Work through the material beneath and count the lines that include "RuleConfig"; the answer is that number alone.
######
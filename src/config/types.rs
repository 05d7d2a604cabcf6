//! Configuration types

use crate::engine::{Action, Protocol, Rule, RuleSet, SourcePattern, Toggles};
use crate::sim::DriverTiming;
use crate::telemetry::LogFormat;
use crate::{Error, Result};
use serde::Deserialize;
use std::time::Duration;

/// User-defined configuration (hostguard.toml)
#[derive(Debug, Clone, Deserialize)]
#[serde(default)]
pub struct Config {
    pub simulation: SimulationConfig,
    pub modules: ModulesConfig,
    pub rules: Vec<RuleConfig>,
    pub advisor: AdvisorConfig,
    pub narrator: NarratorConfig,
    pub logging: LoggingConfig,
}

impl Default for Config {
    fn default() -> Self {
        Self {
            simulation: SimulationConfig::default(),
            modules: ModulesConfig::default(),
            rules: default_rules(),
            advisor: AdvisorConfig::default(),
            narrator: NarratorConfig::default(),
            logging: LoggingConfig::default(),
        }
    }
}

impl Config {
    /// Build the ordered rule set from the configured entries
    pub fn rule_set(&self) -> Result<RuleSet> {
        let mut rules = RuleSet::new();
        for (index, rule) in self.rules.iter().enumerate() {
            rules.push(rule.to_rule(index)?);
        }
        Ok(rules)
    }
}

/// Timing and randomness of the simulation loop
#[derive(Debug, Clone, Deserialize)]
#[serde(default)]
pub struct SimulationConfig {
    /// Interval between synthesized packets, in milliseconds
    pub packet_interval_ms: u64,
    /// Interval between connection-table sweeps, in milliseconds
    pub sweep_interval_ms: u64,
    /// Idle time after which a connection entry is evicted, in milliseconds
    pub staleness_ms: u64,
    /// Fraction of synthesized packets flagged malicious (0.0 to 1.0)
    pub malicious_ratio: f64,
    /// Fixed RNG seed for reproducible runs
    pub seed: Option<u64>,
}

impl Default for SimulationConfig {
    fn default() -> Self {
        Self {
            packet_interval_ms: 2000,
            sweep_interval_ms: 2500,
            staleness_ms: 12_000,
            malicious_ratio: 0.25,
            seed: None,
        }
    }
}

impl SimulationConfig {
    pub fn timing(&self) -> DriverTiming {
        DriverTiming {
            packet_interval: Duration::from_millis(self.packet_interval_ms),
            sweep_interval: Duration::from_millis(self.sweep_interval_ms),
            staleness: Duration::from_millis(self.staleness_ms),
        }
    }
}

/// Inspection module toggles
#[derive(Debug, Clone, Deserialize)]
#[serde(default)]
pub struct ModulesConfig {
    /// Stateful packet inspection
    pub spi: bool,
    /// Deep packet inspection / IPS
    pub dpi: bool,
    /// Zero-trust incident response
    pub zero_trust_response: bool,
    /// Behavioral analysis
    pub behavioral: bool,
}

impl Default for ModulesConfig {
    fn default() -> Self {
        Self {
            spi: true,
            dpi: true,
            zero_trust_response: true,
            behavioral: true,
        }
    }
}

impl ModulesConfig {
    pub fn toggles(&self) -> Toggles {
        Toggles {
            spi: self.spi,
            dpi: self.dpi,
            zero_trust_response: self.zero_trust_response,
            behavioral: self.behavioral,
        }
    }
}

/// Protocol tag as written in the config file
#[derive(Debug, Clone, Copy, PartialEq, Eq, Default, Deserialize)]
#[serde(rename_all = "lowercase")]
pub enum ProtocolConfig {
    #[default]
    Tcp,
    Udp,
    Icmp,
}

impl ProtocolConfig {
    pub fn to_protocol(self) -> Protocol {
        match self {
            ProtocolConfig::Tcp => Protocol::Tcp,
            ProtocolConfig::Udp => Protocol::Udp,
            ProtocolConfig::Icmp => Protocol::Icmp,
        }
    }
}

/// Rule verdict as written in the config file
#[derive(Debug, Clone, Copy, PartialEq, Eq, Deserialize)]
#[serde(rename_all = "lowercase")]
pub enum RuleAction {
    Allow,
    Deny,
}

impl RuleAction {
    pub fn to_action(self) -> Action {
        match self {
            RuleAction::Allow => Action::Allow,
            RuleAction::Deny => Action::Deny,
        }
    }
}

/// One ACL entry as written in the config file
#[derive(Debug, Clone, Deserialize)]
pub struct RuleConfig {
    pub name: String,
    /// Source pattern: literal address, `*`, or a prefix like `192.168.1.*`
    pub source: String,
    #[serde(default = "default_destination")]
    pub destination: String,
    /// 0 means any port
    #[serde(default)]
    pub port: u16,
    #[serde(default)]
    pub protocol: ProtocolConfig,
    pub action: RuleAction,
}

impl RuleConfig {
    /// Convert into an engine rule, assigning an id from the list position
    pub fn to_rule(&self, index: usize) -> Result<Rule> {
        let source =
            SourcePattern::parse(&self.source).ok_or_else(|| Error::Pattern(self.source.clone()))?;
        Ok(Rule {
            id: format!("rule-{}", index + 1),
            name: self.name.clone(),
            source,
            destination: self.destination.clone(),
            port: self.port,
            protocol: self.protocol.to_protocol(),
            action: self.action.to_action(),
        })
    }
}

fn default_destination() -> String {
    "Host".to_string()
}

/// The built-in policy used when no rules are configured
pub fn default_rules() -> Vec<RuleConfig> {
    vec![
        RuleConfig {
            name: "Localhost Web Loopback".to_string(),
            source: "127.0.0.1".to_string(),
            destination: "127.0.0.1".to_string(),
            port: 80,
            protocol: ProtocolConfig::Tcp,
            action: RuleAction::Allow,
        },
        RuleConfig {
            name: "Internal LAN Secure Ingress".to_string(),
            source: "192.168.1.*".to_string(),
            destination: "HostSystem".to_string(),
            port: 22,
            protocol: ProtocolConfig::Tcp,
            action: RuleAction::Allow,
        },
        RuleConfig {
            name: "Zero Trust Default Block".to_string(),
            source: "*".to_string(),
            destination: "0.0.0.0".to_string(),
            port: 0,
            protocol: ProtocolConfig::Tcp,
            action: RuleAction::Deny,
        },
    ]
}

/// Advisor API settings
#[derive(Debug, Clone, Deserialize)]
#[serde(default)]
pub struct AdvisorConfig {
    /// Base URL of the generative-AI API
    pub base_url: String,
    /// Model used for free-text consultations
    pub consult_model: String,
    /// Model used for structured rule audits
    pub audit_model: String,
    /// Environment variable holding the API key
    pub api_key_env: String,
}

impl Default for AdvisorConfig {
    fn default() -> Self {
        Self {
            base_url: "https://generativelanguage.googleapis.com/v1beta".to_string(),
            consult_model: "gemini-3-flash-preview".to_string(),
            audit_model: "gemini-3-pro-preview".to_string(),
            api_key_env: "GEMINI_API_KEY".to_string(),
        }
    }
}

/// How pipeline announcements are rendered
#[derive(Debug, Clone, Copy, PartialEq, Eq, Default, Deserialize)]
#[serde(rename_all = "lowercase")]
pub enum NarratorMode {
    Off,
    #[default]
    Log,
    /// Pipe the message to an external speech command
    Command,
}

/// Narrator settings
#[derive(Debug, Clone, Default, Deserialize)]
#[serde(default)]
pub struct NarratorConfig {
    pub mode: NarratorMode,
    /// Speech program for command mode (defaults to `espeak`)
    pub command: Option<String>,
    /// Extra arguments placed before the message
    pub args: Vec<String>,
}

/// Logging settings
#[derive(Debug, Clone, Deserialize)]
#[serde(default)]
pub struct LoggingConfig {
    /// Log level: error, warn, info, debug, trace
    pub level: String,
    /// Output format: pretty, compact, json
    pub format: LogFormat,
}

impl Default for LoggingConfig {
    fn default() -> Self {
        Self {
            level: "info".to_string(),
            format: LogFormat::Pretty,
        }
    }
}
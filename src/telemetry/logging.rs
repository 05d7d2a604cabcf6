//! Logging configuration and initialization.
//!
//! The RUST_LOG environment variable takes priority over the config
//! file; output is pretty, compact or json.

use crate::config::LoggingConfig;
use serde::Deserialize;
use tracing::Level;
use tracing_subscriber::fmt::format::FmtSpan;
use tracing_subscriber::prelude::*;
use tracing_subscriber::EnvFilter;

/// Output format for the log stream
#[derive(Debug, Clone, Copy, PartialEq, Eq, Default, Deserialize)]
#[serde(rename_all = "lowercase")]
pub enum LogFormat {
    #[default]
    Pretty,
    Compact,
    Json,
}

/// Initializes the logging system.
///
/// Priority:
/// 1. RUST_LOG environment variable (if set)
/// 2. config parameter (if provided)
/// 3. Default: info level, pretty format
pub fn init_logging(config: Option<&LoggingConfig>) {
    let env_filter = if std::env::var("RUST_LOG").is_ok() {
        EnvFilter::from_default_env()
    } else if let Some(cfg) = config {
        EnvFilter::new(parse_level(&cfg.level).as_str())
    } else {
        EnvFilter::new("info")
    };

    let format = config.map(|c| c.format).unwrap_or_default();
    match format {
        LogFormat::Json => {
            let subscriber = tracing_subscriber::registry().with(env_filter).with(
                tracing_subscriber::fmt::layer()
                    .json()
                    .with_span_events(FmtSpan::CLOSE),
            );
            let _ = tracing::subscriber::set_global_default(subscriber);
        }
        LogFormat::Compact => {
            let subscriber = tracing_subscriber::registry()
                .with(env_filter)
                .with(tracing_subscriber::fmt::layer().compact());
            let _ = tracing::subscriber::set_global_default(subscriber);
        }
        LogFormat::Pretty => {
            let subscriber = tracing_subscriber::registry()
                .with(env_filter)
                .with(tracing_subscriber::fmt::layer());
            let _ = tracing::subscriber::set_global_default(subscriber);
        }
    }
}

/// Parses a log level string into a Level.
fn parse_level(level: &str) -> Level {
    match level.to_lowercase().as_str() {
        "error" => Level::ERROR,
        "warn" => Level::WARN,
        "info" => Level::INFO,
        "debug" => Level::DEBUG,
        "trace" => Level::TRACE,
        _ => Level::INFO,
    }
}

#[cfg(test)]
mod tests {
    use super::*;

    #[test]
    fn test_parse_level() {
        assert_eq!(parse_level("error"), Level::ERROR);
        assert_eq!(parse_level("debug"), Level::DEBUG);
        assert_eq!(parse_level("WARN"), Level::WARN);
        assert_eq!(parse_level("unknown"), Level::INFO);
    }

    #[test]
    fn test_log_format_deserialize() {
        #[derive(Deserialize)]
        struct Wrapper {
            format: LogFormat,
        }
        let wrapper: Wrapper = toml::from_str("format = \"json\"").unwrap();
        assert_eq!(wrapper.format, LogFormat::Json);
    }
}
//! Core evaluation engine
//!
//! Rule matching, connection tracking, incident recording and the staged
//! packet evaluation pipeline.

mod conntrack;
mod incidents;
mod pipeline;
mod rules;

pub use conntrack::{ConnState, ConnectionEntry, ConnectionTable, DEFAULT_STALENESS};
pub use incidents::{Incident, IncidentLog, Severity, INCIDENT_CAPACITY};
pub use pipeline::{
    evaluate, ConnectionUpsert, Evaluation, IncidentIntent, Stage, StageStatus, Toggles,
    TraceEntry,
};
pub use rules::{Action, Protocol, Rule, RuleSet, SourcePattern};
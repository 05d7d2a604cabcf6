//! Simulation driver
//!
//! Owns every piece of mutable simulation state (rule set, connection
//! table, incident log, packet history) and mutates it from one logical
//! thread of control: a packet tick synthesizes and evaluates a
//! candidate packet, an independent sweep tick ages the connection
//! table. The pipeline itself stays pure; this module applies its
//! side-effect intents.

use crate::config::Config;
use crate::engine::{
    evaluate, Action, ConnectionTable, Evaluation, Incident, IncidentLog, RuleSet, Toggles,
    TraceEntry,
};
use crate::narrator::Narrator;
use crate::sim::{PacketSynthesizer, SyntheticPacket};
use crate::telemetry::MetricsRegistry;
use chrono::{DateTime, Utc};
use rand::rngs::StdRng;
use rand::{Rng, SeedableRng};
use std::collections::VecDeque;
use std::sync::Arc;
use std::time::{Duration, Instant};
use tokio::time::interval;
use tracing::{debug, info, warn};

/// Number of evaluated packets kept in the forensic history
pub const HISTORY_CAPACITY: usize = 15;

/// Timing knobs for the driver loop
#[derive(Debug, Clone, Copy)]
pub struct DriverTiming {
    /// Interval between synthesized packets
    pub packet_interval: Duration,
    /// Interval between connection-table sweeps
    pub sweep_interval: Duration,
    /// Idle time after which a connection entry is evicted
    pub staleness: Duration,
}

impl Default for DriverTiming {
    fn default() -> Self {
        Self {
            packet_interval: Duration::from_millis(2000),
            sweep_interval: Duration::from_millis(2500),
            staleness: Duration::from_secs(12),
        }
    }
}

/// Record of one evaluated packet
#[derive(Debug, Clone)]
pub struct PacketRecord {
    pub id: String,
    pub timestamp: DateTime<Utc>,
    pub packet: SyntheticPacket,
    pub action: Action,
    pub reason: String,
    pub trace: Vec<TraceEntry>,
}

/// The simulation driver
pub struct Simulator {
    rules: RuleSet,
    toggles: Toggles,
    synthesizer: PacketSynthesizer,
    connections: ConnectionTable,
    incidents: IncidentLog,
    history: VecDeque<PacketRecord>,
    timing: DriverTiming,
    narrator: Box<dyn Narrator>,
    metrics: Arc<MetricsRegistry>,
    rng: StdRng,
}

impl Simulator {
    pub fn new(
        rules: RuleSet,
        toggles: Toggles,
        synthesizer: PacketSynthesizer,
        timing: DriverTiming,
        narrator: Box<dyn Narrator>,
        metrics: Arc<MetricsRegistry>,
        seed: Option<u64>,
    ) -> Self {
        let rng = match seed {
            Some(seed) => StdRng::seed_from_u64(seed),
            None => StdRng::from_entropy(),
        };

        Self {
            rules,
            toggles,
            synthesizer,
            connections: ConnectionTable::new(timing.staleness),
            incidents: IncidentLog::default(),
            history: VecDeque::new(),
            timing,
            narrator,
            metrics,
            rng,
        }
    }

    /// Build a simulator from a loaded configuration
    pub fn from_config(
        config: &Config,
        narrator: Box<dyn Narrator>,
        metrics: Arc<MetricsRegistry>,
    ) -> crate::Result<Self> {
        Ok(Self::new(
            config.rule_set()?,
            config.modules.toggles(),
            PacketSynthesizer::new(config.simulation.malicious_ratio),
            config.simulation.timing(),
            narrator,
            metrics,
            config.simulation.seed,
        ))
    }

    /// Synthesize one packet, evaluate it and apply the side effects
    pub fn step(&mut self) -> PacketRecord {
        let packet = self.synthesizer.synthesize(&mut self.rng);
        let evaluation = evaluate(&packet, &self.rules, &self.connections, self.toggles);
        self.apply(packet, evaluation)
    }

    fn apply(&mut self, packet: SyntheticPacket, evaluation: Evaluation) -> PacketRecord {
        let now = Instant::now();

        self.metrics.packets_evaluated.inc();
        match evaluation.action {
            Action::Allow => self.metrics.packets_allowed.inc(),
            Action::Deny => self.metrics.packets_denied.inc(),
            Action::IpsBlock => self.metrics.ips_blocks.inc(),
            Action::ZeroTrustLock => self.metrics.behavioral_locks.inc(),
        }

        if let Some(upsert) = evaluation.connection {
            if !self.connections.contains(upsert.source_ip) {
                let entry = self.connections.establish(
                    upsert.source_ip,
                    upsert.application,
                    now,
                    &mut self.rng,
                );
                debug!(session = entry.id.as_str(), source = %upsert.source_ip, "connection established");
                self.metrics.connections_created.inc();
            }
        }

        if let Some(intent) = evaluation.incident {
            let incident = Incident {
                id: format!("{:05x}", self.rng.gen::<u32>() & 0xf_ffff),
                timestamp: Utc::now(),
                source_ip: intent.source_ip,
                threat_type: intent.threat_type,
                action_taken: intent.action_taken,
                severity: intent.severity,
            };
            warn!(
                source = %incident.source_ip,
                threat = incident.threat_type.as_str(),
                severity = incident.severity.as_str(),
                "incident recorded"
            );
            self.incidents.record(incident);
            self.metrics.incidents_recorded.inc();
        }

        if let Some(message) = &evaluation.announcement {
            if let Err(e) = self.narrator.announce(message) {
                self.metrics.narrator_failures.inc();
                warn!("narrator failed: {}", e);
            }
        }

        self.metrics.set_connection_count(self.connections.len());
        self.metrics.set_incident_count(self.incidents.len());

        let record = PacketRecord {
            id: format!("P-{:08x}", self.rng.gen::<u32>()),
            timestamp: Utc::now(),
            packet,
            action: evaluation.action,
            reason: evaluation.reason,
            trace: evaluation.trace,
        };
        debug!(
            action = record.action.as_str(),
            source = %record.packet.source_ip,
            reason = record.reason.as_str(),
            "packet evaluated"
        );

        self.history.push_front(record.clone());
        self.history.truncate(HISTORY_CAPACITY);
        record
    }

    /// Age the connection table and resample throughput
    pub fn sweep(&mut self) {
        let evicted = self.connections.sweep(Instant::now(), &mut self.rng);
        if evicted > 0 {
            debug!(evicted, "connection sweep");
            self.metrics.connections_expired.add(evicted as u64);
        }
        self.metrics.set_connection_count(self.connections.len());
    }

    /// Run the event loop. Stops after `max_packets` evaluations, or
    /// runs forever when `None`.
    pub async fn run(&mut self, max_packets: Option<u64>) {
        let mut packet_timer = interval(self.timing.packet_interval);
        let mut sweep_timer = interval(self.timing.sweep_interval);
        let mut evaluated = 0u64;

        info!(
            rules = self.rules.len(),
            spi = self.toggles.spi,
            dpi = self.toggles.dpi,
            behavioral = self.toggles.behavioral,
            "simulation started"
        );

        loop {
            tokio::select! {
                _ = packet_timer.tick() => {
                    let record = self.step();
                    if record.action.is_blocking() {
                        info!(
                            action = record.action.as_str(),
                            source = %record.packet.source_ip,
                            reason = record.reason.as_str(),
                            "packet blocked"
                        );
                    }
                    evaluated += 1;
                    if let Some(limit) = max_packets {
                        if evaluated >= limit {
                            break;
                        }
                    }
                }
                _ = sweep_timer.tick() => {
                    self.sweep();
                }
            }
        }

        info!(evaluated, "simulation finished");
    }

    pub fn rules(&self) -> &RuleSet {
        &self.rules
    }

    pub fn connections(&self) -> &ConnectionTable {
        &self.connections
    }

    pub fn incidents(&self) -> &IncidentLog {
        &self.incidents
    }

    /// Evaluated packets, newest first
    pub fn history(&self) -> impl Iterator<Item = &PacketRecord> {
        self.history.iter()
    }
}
######
*Answer section*. 7